(Collection entries)
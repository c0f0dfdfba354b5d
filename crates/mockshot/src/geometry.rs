//! Rounded-rectangle coverage and source-over blending.
//!
//! Shared by the composite stage and the scene rasterizer so a corner
//! painted by either looks the same.

use image::Rgba;

/// Axis-aligned rectangle with uniformly rounded corners, in pixel space.
#[derive(Debug, Clone, Copy, PartialEq)]
pub struct RoundedRect {
    x: f32,
    y: f32,
    width: f32,
    height: f32,
    radius: f32,
}

impl RoundedRect {
    /// Create a rounded rectangle; the radius is clamped to half the
    /// shorter side and to `>= 0`.
    #[must_use]
    pub fn new(x: f32, y: f32, width: f32, height: f32, radius: f32) -> Self {
        let width = width.max(0.0);
        let height = height.max(0.0);
        let radius = radius.max(0.0).min(width.min(height) / 2.0);
        Self {
            x,
            y,
            width,
            height,
            radius,
        }
    }

    /// Effective corner radius after clamping
    #[must_use]
    pub const fn radius(&self) -> f32 {
        self.radius
    }

    /// Pixel bounds `(x0, y0, x1, y1)` covering the shape, clipped to
    /// `limit_w x limit_h`. End coordinates are exclusive.
    #[must_use]
    pub fn pixel_bounds(&self, limit_w: u32, limit_h: u32) -> (u32, u32, u32, u32) {
        let clamp = |v: f32, limit: u32| -> u32 { v.max(0.0).min(limit as f32) as u32 };
        (
            clamp(self.x.floor(), limit_w),
            clamp(self.y.floor(), limit_h),
            clamp((self.x + self.width).ceil(), limit_w),
            clamp((self.y + self.height).ceil(), limit_h),
        )
    }

    /// Signed distance from `(px, py)` to the outline; negative inside
    fn signed_distance(&self, px: f32, py: f32) -> f32 {
        let half_w = self.width / 2.0;
        let half_h = self.height / 2.0;
        let qx = (px - (self.x + half_w)).abs() - half_w + self.radius;
        let qy = (py - (self.y + half_h)).abs() - half_h + self.radius;
        let outside = qx.max(0.0).hypot(qy.max(0.0));
        outside + qx.max(qy).min(0.0) - self.radius
    }

    /// Anti-aliased coverage (0.0-1.0) of the pixel whose top-left corner
    /// is `(x, y)`. Straight edges on integer coordinates are exact.
    #[must_use]
    pub fn coverage(&self, x: u32, y: u32) -> f32 {
        if self.width <= 0.0 || self.height <= 0.0 {
            return 0.0;
        }
        let d = self.signed_distance(x as f32 + 0.5, y as f32 + 0.5);
        (0.5 - d).clamp(0.0, 1.0)
    }
}

/// Scale the alpha channel of a pixel by `factor` (0.0-1.0)
#[must_use]
pub fn with_coverage(pixel: Rgba<u8>, factor: f32) -> Rgba<u8> {
    if factor >= 1.0 {
        return pixel;
    }
    let alpha = (f32::from(pixel[3]) * factor.max(0.0)).round() as u8;
    Rgba([pixel[0], pixel[1], pixel[2], alpha])
}

/// Source-over compositing of straight-alpha pixels.
///
/// A transparent destination takes the source verbatim, so drawing onto a
/// cleared canvas reproduces the source bit for bit.
#[must_use]
pub fn blend_over(dst: Rgba<u8>, src: Rgba<u8>) -> Rgba<u8> {
    let sa = src[3];
    if sa == 255 || dst[3] == 0 {
        return src;
    }
    if sa == 0 {
        return dst;
    }

    let sa = f32::from(sa) / 255.0;
    let da = f32::from(dst[3]) / 255.0;
    let out_a = sa + da * (1.0 - sa);
    let channel = |s: u8, d: u8| -> u8 {
        let value = (f32::from(s) * sa + f32::from(d) * da * (1.0 - sa)) / out_a;
        value.round().clamp(0.0, 255.0) as u8
    };

    Rgba([
        channel(src[0], dst[0]),
        channel(src[1], dst[1]),
        channel(src[2], dst[2]),
        (out_a * 255.0).round().clamp(0.0, 255.0) as u8,
    ])
}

> **Work to complete**: Where the word "factor" appears in a line of the data above, tally that line; then give the total and nothing more.

> **Solution to this problem**: 4